ASSIGNMENT. Search the records for the string "Alice", then copy each line that has it.

##### RECORDS FOR THIS TASK #####

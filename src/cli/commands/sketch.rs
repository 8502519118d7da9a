use crate::cli::commands::{parse_point, sketch_target};
use crate::cli::parser::{Commands, SketchAction};
use crate::config::Config;
use crate::core::keys::SketchTarget;
use crate::core::sketch::{Canvas, SketchSurface};
use crate::db::log::sclog_quiet;
use crate::db::store::SeatStore;
use crate::errors::{AppError, AppResult};
use crate::export::ensure_writable;
use crate::ui::messages::{info, success};
use std::path::Path;

pub fn handle(cmd: &Commands, cfg: &Config) -> AppResult<()> {
    if let Commands::Sketch { action } = cmd {
        match action {
            SketchAction::Draw { seat, points } => draw(cfg, sketch_target(seat)?, points),
            SketchAction::Clear { seat } => clear(cfg, sketch_target(seat)?),
            SketchAction::Export { seat, file, force } => {
                export(cfg, sketch_target(seat)?, file, *force)
            }
        }
    } else {
        Ok(())
    }
}

/// One stroke: pointer down on the first point, a move per further point,
/// pointer up at the end.
fn draw(cfg: &Config, target: SketchTarget, points: &[String]) -> AppResult<()> {
    let points = points
        .iter()
        .map(|p| parse_point(p))
        .collect::<AppResult<Vec<_>>>()?;

    let mut store = SeatStore::open(cfg)?;
    let mut surface = SketchSurface::new(cfg.canvas_width, cfg.canvas_height, None);
    surface.load(&store, target)?;

    let Some((&(x0, y0), rest)) = points.split_first() else {
        return Ok(());
    };
    surface.pointer_down(x0, y0);
    if rest.is_empty() {
        // A dot: a zero-length segment.
        surface.pointer_move(&mut store, x0, y0)?;
    }
    for &(x, y) in rest {
        surface.pointer_move(&mut store, x, y)?;
    }
    surface.pointer_up(&mut store)?;

    sclog_quiet(
        store.conn(),
        "sketch",
        &target.to_string(),
        &format!("Stroke with {} points", points.len()),
    );
    success(format!(
        "Drew on {} ({} inked pixels).",
        target,
        surface.canvas().inked_pixels()
    ));
    Ok(())
}

fn clear(cfg: &Config, target: SketchTarget) -> AppResult<()> {
    let mut store = SeatStore::open(cfg)?;
    if store.remove_sketch(target)? {
        sclog_quiet(store.conn(), "sketch_clear", &target.to_string(), "Sketch cleared");
        success(format!("Cleared {}.", target));
    } else {
        info(format!("{} is already empty.", target));
    }
    Ok(())
}

fn export(cfg: &Config, target: SketchTarget, file: &str, force: bool) -> AppResult<()> {
    let store = SeatStore::open(cfg)?;
    let uri = store
        .load_sketch(target)?
        .ok_or_else(|| AppError::NoSketch(target.to_string()))?;

    let path = Path::new(file);
    ensure_writable(path, force)?;

    let mut canvas = Canvas::new(cfg.canvas_width, cfg.canvas_height);
    canvas.load_data_uri(&uri)?;
    canvas.save_png(path)?;
    success(format!("{} written to {}", target, path.display()));
    Ok(())
}
//! Seat editor session: at most one seat open at a time.
//!
//! ```text
//! Closed --open(pos)--> Open(pos) --save/cancel--> Closed
//!                        |  ^
//!                        +--+ open(other): silently retargets
//! ```

use crate::config::Config;
use crate::core::grid::Grid;
use crate::core::keys::SketchTarget;
use crate::core::sketch::SketchSurface;
use crate::db::store::SeatStore;
use crate::errors::{AppError, AppResult};
use crate::models::attendance::Attendance;
use crate::models::color::SeatColor;
use crate::models::position::Position;
use crate::models::seat::{Seat, SeatRecord};

/// Staged values of the edit form.
#[derive(Debug, Clone, PartialEq, Eq)]
pub struct EditForm {
    pub name: String,
    pub memo: String,
    pub color: SeatColor,
    pub attendance: Attendance,
}

impl EditForm {
    fn from_seat(seat: &Seat) -> Self {
        Self {
            name: seat.content.name.clone(),
            memo: seat.content.memo.clone(),
            color: seat.content.color.clone(),
            attendance: seat.attendance,
        }
    }

    fn to_record(&self) -> SeatRecord {
        SeatRecord {
            name: self.name.clone(),
            memo: self.memo.clone(),
            color: self.color.clone(),
            attendance: self.attendance,
        }
    }
}

#[derive(Debug, Clone)]
struct OpenSeat {
    position: Position,
    form: EditForm,
    /// Stored sketch as it was when the seat was opened.
    sketch_on_open: Option<String>,
}

pub struct EditorSession {
    open: Option<OpenSeat>,
    /// One canvas reused for every seat, like the editor's modal canvas.
    surface: SketchSurface,
    cancel_discards_sketch: bool,
}

impl EditorSession {
    pub fn new(canvas_width: u32, canvas_height: u32) -> Self {
        Self {
            open: None,
            surface: SketchSurface::new(canvas_width, canvas_height, None),
            cancel_discards_sketch: false,
        }
    }

    pub fn from_config(cfg: &Config) -> Self {
        Self::new(cfg.canvas_width, cfg.canvas_height)
            .with_cancel_discards_sketch(cfg.cancel_discards_sketch)
    }

    pub fn with_cancel_discards_sketch(mut self, discard: bool) -> Self {
        self.cancel_discards_sketch = discard;
        self
    }

    pub fn is_open(&self) -> bool {
        self.open.is_some()
    }

    pub fn position(&self) -> Option<Position> {
        self.open.as_ref().map(|o| o.position)
    }

    pub fn form(&self) -> Option<&EditForm> {
        self.open.as_ref().map(|o| &o.form)
    }

    pub fn surface(&self) -> &SketchSurface {
        &self.surface
    }

    /// Open `pos` for editing. Whatever was open before is dropped without
    /// saving.
    pub fn open(&mut self, grid: &Grid, store: &SeatStore, pos: Position) -> AppResult<()> {
        let seat = grid.require(pos)?;
        let stored = store.load_sketch(SketchTarget::Seat(pos))?;

        self.seat_selected(pos, stored.as_deref());
        self.open = Some(OpenSeat {
            position: pos,
            form: EditForm::from_seat(seat),
            sketch_on_open: stored,
        });
        Ok(())
    }

    /// Fired once the editor shows a newly selected seat: the shared
    /// canvas is wiped and shows that seat's sketch.
    fn seat_selected(&mut self, pos: Position, stored: Option<&str>) {
        self.surface.show(SketchTarget::Seat(pos), stored);
    }

    fn form_mut(&mut self) -> AppResult<&mut EditForm> {
        self.open
            .as_mut()
            .map(|o| &mut o.form)
            .ok_or(AppError::NoOpenSeat)
    }

    pub fn set_name(&mut self, name: &str) -> AppResult<()> {
        self.form_mut()?.name = name.to_string();
        Ok(())
    }

    pub fn set_memo(&mut self, memo: &str) -> AppResult<()> {
        self.form_mut()?.memo = memo.to_string();
        Ok(())
    }

    pub fn set_color(&mut self, color: SeatColor) -> AppResult<()> {
        self.form_mut()?.color = color;
        Ok(())
    }

    pub fn set_attendance(&mut self, attendance: Attendance) -> AppResult<()> {
        self.form_mut()?.attendance = attendance;
        Ok(())
    }

    // ---------------------------
    // Seat canvas
    // ---------------------------

    pub fn pointer_down(&mut self, x: i32, y: i32) {
        self.surface.pointer_down(x, y);
    }

    pub fn pointer_move(&mut self, store: &mut SeatStore, x: i32, y: i32) -> AppResult<bool> {
        self.surface.pointer_move(store, x, y)
    }

    pub fn pointer_up(&mut self, store: &mut SeatStore) -> AppResult<bool> {
        self.surface.pointer_up(store)
    }

    pub fn pointer_leave(&mut self, store: &mut SeatStore) -> AppResult<bool> {
        self.surface.pointer_leave(store)
    }

    pub fn clear_sketch(&mut self, store: &mut SeatStore) -> AppResult<()> {
        self.surface.clear(store)
    }

    // ---------------------------
    // Transitions out of Open
    // ---------------------------

    /// Commit the form and the canvas, reflect them on the grid and close.
    /// Returns the saved position, or `None` when nothing was open.
    pub fn save(&mut self, grid: &mut Grid, store: &mut SeatStore) -> AppResult<Option<Position>> {
        let Some(open) = self.open.as_ref() else {
            return Ok(None);
        };

        let pos = open.position;
        let record = open.form.to_record();
        let sketch = self.surface.snapshot()?;
        store.save_seat_with_sketch(pos, &record, sketch.as_deref())?;

        if let Some(seat) = grid.seat_mut(pos) {
            *seat = Seat::from_record(pos, record);
        }

        self.close();
        Ok(Some(pos))
    }

    /// Drop the form edits and close. The canvas is still persisted for the
    /// open seat unless the session reverts sketches on cancel.
    pub fn cancel(&mut self, store: &mut SeatStore) -> AppResult<Option<Position>> {
        let Some(open) = self.open.as_ref() else {
            return Ok(None);
        };

        let pos = open.position;
        let target = SketchTarget::Seat(pos);
        if self.cancel_discards_sketch {
            match &open.sketch_on_open {
                Some(uri) => store.save_sketch(target, uri)?,
                None => {
                    store.remove_sketch(target)?;
                }
            }
        } else {
            self.surface.persist(store)?;
        }

        self.close();
        Ok(Some(pos))
    }

    /// Forget the open seat without writing anything (reset, regenerate).
    pub fn close(&mut self) {
        self.open = None;
        self.surface.retarget(None);
    }

    /// Close and wipe the shared canvas.
    pub fn discard(&mut self) {
        self.close();
        self.surface.wipe();
    }
}

#[cfg(test)]
mod tests {
    use super::*;

    fn setup() -> (SeatStore, Grid, EditorSession) {
        let store = SeatStore::in_memory("seat10").unwrap();
        let grid = Grid::build(&store, 3, 3).unwrap();
        (store, grid, EditorSession::new(40, 20))
    }

    fn stroke(session: &mut EditorSession, store: &mut SeatStore) {
        session.pointer_down(2, 2);
        session.pointer_move(store, 30, 10).unwrap();
        session.pointer_up(store).unwrap();
    }

    #[test]
    fn save_round_trips_through_a_reload() {
        let (mut store, mut grid, mut session) = setup();
        let p = Position::new(1, 2);

        session.open(&grid, &store, p).unwrap();
        assert_eq!(session.form().unwrap().attendance, Attendance::Present);
        session.set_name("Alice").unwrap();
        session.set_memo("note").unwrap();
        session.set_color("#ff4d4d".parse().unwrap()).unwrap();
        session.set_attendance(Attendance::Absent).unwrap();
        assert_eq!(session.save(&mut grid, &mut store).unwrap(), Some(p));
        assert!(!session.is_open());

        assert_eq!(grid.seat(p).unwrap().content.name, "Alice");

        let reloaded = Grid::build(&store, 3, 3).unwrap();
        let seat = reloaded.seat(p).unwrap();
        assert_eq!(seat.content.name, "Alice");
        assert_eq!(seat.content.memo, "note");
        assert_eq!(seat.content.color.as_str(), "#ff4d4d");
        assert_eq!(seat.attendance, Attendance::Absent);
    }

    #[test]
    fn cancel_discards_fields_but_keeps_strokes() {
        let (mut store, grid, mut session) = setup();
        let p = Position::new(0, 0);

        session.open(&grid, &store, p).unwrap();
        session.set_name("Bob").unwrap();
        stroke(&mut session, &mut store);
        session.cancel(&mut store).unwrap();

        assert_eq!(store.load_seat(p).unwrap().name, "");
        assert!(store.load_sketch(SketchTarget::Seat(p)).unwrap().is_some());
    }

    #[test]
    fn cancel_can_revert_strokes() {
        let (mut store, grid, session) = setup();
        let mut session = session.with_cancel_discards_sketch(true);
        let p = Position::new(0, 0);

        session.open(&grid, &store, p).unwrap();
        stroke(&mut session, &mut store);
        assert!(store.load_sketch(SketchTarget::Seat(p)).unwrap().is_some());
        session.cancel(&mut store).unwrap();

        assert!(store.load_sketch(SketchTarget::Seat(p)).unwrap().is_none());
    }

    #[test]
    fn cancel_restores_the_sketch_stored_at_open() {
        let (mut store, mut grid, session) = setup();
        let mut session = session.with_cancel_discards_sketch(true);
        let p = Position::new(1, 1);
        let target = SketchTarget::Seat(p);

        session.open(&grid, &store, p).unwrap();
        stroke(&mut session, &mut store);
        session.save(&mut grid, &mut store).unwrap();
        let saved = store.load_sketch(target).unwrap().unwrap();

        session.open(&grid, &store, p).unwrap();
        assert!(!session.surface().canvas().is_blank());
        session.pointer_down(0, 15);
        session.pointer_move(&mut store, 35, 15).unwrap();
        session.pointer_up(&mut store).unwrap();
        assert_ne!(store.load_sketch(target).unwrap().unwrap(), saved);

        session.cancel(&mut store).unwrap();
        assert_eq!(store.load_sketch(target).unwrap().unwrap(), saved);
    }

    #[test]
    fn reopening_shows_the_same_bitmap() {
        let (mut store, mut grid, mut session) = setup();
        let p = Position::new(2, 1);

        session.open(&grid, &store, p).unwrap();
        stroke(&mut session, &mut store);
        let drawn = session.surface().canvas().clone();
        session.save(&mut grid, &mut store).unwrap();

        session.open(&grid, &store, p).unwrap();
        assert_eq!(session.surface().canvas(), &drawn);
    }

    #[test]
    fn other_seat_never_shows_the_previous_bitmap() {
        let (mut store, mut grid, mut session) = setup();
        let a = Position::new(0, 0);
        let b = Position::new(0, 1);

        session.open(&grid, &store, a).unwrap();
        stroke(&mut session, &mut store);
        session.save(&mut grid, &mut store).unwrap();

        session.open(&grid, &store, b).unwrap();
        assert!(session.surface().canvas().is_blank());
    }

    #[test]
    fn opening_another_seat_drops_the_first() {
        let (mut store, mut grid, mut session) = setup();
        session.open(&grid, &store, Position::new(0, 0)).unwrap();
        session.set_name("lost").unwrap();
        session.open(&grid, &store, Position::new(1, 1)).unwrap();
        session.save(&mut grid, &mut store).unwrap();

        assert_eq!(store.load_seat(Position::new(0, 0)).unwrap().name, "");
        assert_eq!(store.load_seat(Position::new(1, 1)).unwrap().name, "");
    }

    #[test]
    fn strokes_after_close_go_nowhere() {
        let (mut store, grid, mut session) = setup();
        session.open(&grid, &store, Position::new(0, 0)).unwrap();
        session.cancel(&mut store).unwrap();
        let before = store.keys_with_prefix("seat10-").unwrap();

        stroke(&mut session, &mut store);
        assert_eq!(store.keys_with_prefix("seat10-").unwrap(), before);
    }

    #[test]
    fn closed_session_rejects_form_edits() {
        let (mut store, mut grid, mut session) = setup();
        assert!(matches!(session.set_name("x"), Err(AppError::NoOpenSeat)));
        assert_eq!(session.save(&mut grid, &mut store).unwrap(), None);
        assert_eq!(session.cancel(&mut store).unwrap(), None);
    }

    #[test]
    fn opening_outside_the_grid_fails() {
        let (store, grid, mut session) = setup();
        assert!(session.open(&grid, &store, Position::new(5, 0)).is_err());
        assert!(!session.is_open());
    }
}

#####

SOLVED EXERCISE.
        session.set_name("Alice").unwrap();
        assert_eq!(grid.seat(p).unwrap().content.name, "Alice");
        assert_eq!(seat.content.name, "Alice");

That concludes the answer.